Fredonia students enrolled in CSIT 425: Software Engineering, taught by Computer and Information Sciences Lecturer Denise Joy, presented their software development projects to Paychex, a large software development company headquartered in Western New York, in a Webex session on Dec. 4.

Two teams of Computer Science students gained valuable real-world experience as part of a project they completed in the fall semester.

Paychex staff worked with students for the entire semester. Students were given the requirements document, and as a team they created a communication plan for the development of the software. This involved weekly progress meetings with project sponsors from Paychex and Ms. Joy.

“These meetings were a critical component to the success of the projects. The students received feedback each week on their progress. They were able to be a part of something being developed at a regional company,” Joy added.

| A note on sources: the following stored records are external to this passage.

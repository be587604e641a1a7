use crate::domain::Tag;
use serde::Serialize;
use std::collections::HashSet;

pub const DEFAULT_PRIMARY_TAGS_CAP: usize = 5;

/// A story's tags partitioned for display.
#[derive(Debug, Clone, Default, PartialEq, Eq, Serialize)]
pub struct PreparedTags {
    pub primary: Vec<Tag>,
    pub secondary: Vec<Tag>,
    pub spoilers: Vec<Tag>,
    pub extreme: Vec<Tag>,
}

impl PreparedTags {
    pub fn visible_count(&self) -> usize {
        self.primary.len() + self.secondary.len()
    }
}

/// Sorts by `(category, iname)` with uncategorized tags last, splits out
/// spoilers, collects extreme tags, and when more than `cap` visible tags
/// remain keeps one primary representative per category.
pub fn prepare_story_tags(tags: &[Tag], cap: usize) -> PreparedTags {
    let mut sorted: Vec<&Tag> = tags.iter().collect();
    sorted.sort_by(|a, b| {
        category_key(a)
            .cmp(&category_key(b))
            .then_with(|| a.iname.cmp(&b.iname))
    });

    let mut prepared = PreparedTags::default();
    let mut visible = Vec::new();
    for tag in sorted {
        if tag.is_extreme_tag {
            prepared.extreme.push(tag.clone());
        }
        if tag.is_spoiler {
            prepared.spoilers.push(tag.clone());
        } else {
            visible.push(tag);
        }
    }

    if visible.len() <= cap {
        prepared.primary = visible.into_iter().cloned().collect();
        return prepared;
    }

    let mut represented = HashSet::new();
    for tag in visible {
        if prepared.primary.len() < cap && represented.insert(category_key(tag)) {
            prepared.primary.push(tag.clone());
        } else {
            prepared.secondary.push(tag.clone());
        }
    }
    prepared
}

fn category_key(tag: &Tag) -> (bool, i64) {
    match tag.category_id {
        Some(id) => (false, id.get()),
        None => (true, 0),
    }
}

#[cfg(test)]
mod tests {
    use super::{prepare_story_tags, DEFAULT_PRIMARY_TAGS_CAP};
    use crate::domain::{Tag, TagCategoryId, TagId};

    fn tag(id: i64, iname: &str, category: Option<i64>) -> Tag {
        Tag {
            id: TagId(id),
            name: iname.to_string(),
            iname: iname.to_string(),
            category_id: category.map(TagCategoryId),
            description: String::new(),
            is_spoiler: false,
            is_extreme_tag: false,
            is_alias_for: None,
            is_hidden_alias: false,
            reason_to_blacklist: String::new(),
            stories_count: 0,
            published_stories_count: 0,
            created_at: 0,
            updated_at: 0,
            created_by: None,
        }
    }

    fn inames(tags: &[Tag]) -> Vec<&str> {
        tags.iter().map(|tag| tag.iname.as_str()).collect()
    }

    #[test]
    fn small_sets_are_all_primary() {
        let mut spoiler = tag(3, "twist", Some(1));
        spoiler.is_spoiler = true;
        let mut extreme = tag(4, "gore", None);
        extreme.is_extreme_tag = true;
        let tags = vec![tag(1, "romance", Some(2)), tag(2, "drama", Some(1)), spoiler, extreme];

        let prepared = prepare_story_tags(&tags, DEFAULT_PRIMARY_TAGS_CAP);
        assert_eq!(inames(&prepared.primary), vec!["drama", "romance", "gore"]);
        assert!(prepared.secondary.is_empty());
        assert_eq!(inames(&prepared.spoilers), vec!["twist"]);
        assert_eq!(inames(&prepared.extreme), vec!["gore"]);
    }

    #[test]
    fn large_sets_keep_one_tag_per_category() {
        let tags = vec![
            tag(1, "b1", Some(2)),
            tag(2, "a1", Some(1)),
            tag(3, "a2", Some(1)),
            tag(4, "a3", Some(1)),
            tag(5, "b2", Some(2)),
            tag(6, "free", None),
            tag(7, "c1", Some(3)),
        ];

        let prepared = prepare_story_tags(&tags, DEFAULT_PRIMARY_TAGS_CAP);
        assert_eq!(inames(&prepared.primary), vec!["a1", "b1", "c1", "free"]);
        assert_eq!(inames(&prepared.secondary), vec!["a2", "a3", "b2"]);
        assert_eq!(prepared.visible_count(), tags.len());
    }

    #[test]
    fn primary_never_exceeds_cap() {
        let tags: Vec<Tag> = (1..=8)
            .map(|id| tag(id, &format!("t{id}"), Some(id)))
            .collect();
        let prepared = prepare_story_tags(&tags, 3);
        assert_eq!(inames(&prepared.primary), vec!["t1", "t2", "t3"]);
        assert_eq!(prepared.secondary.len(), 5);
    }
}
use crate::error::Result;
use fictag_core::domain::{Tag, User};

/// Identifies the object an audit entry is about.
#[derive(Debug, Clone, PartialEq, Eq)]
pub struct AuditObject {
    pub object_type: &'static str,
    pub object_id: i64,
    pub repr: String,
}

impl From<&Tag> for AuditObject {
    fn from(tag: &Tag) -> Self {
        Self {
            object_type: "tag",
            object_id: tag.id.get(),
            repr: tag.name.clone(),
        }
    }
}

/// Moderation log sink.
pub trait AuditSink {
    fn log_addition(&self, by: &User, what: &AuditObject) -> Result<()>;
    fn log_changed_fields(&self, by: &User, what: &AuditObject, fields: &[&str]) -> Result<()>;
    fn log_changed_generic(&self, by: &User, what: &AuditObject, message: &str) -> Result<()>;
    fn log_deletion(&self, by: &User, what: &AuditObject) -> Result<()>;
}
use crate::error::{invalid, Result, StoreError};
use fictag_core::domain::{User, UserId};
use rusqlite::{params, Connection};

pub struct UsersRepo<'a> {
    conn: &'a Connection,
}

impl<'a> UsersRepo<'a> {
    pub fn new(conn: &'a Connection) -> Self {
        Self { conn }
    }

    pub fn create(&self, now_utc: i64, username: &str, is_staff: bool) -> Result<User> {
        let username = username.trim();
        if username.is_empty() {
            return Err(invalid("username", "Username is required"));
        }
        if self.get_by_username(username)?.is_some() {
            return Err(invalid("username", "Username is taken"));
        }
        self.conn.execute(
            "INSERT INTO users (username, is_staff, created_at) VALUES (?1, ?2, ?3);",
            params![username, is_staff, now_utc],
        )?;
        self.require(UserId(self.conn.last_insert_rowid()))
    }

    pub fn get(&self, id: UserId) -> Result<Option<User>> {
        let mut stmt = self
            .conn
            .prepare("SELECT id, username, is_staff, created_at FROM users WHERE id = ?1;")?;
        let mut rows = stmt.query([id.get()])?;
        if let Some(row) = rows.next()? {
            Ok(Some(user_from_row(row)?))
        } else {
            Ok(None)
        }
    }

    pub fn require(&self, id: UserId) -> Result<User> {
        self.get(id)?
            .ok_or_else(|| StoreError::NotFound(format!("user {id}")))
    }

    pub fn get_by_username(&self, username: &str) -> Result<Option<User>> {
        let mut stmt = self.conn.prepare(
            "SELECT id, username, is_staff, created_at FROM users WHERE username = ?1;",
        )?;
        let mut rows = stmt.query([username.trim()])?;
        if let Some(row) = rows.next()? {
            Ok(Some(user_from_row(row)?))
        } else {
            Ok(None)
        }
    }

    pub fn list(&self) -> Result<Vec<User>> {
        let mut stmt = self
            .conn
            .prepare("SELECT id, username, is_staff, created_at FROM users ORDER BY username ASC;")?;
        let mut rows = stmt.query([])?;
        let mut users = Vec::new();
        while let Some(row) = rows.next()? {
            users.push(user_from_row(row)?);
        }
        Ok(users)
    }
}

fn user_from_row(row: &rusqlite::Row<'_>) -> Result<User> {
    Ok(User {
        id: UserId(row.get(0)?),
        username: row.get(1)?,
        is_staff: row.get(2)?,
        created_at: row.get(3)?,
    })
}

The first team of students developed an application reporting tool. The goal of the project was to create an online reporting tool using open source software that allows a user to select the type of report and the search criteria they wish to view, then use a database query to return the appropriate data set and display that in a chart. The students – Tyler Harrison, Robert Hasselback, Curtis Heckman and Allyson Hinemen – worked with Doug Robison, Tim Holley and Jim Stover.

During the presentation, the students showed the technologies used in their application. The team managed the development workflow with GitHub and JIRA. They used ASP.NET Core as the web framework; this included working with JavaScript, HTML, CSS and C#. The charts were created with the Apex Charts.

The second team of students developed an availability model. The goal of the project was to develop an application that prompts an engineer for the component groups (application servers, web servers, databases, etc.), as well as the variables of each component group (rate of change, recovery time, resiliency) and then performs the necessary calculations to produce the expected potential uptime. Students – Nicholas DiBerardino, James Brennan, William Davis and Griffin Dombroske – worked with Bob Dickerson and Sean Caron from Paychex.

This team transferred the current modeling data and calculations from static spreadsheet tables into an interactive application where the user can interact with the database components to modify current models and create new models. This application was created in ASP.net and used C# to connect to a database.

“The students received feedback each week on their progress. They were able to be a part of something being developed at a regional company.” - Denise Joy

After each team’s presentation, students had an open discussion time where they successfully fielded questions about their development and what they learned overall.

“All of the students reiterated how much they learned and how valuable the experience was,” according to Joy,

Along with Joy, the Webex meeting was attended by Department of Computer and Information Sciences faculty, Junaid Zubairi, chair, and Syed Haider, assistant professor, Dean of College of Liberal Arts and Sciences Andy Karafa, Paychex project sponsors, project coordinator Andrea Brown and senior managers from Paychex that included Steve Bell, Donna Chapman, Craig Deisering, Josh Figler, Chad Lown, Nikki Roberts, Dan Sheehan, David Smith and Dave Wilson.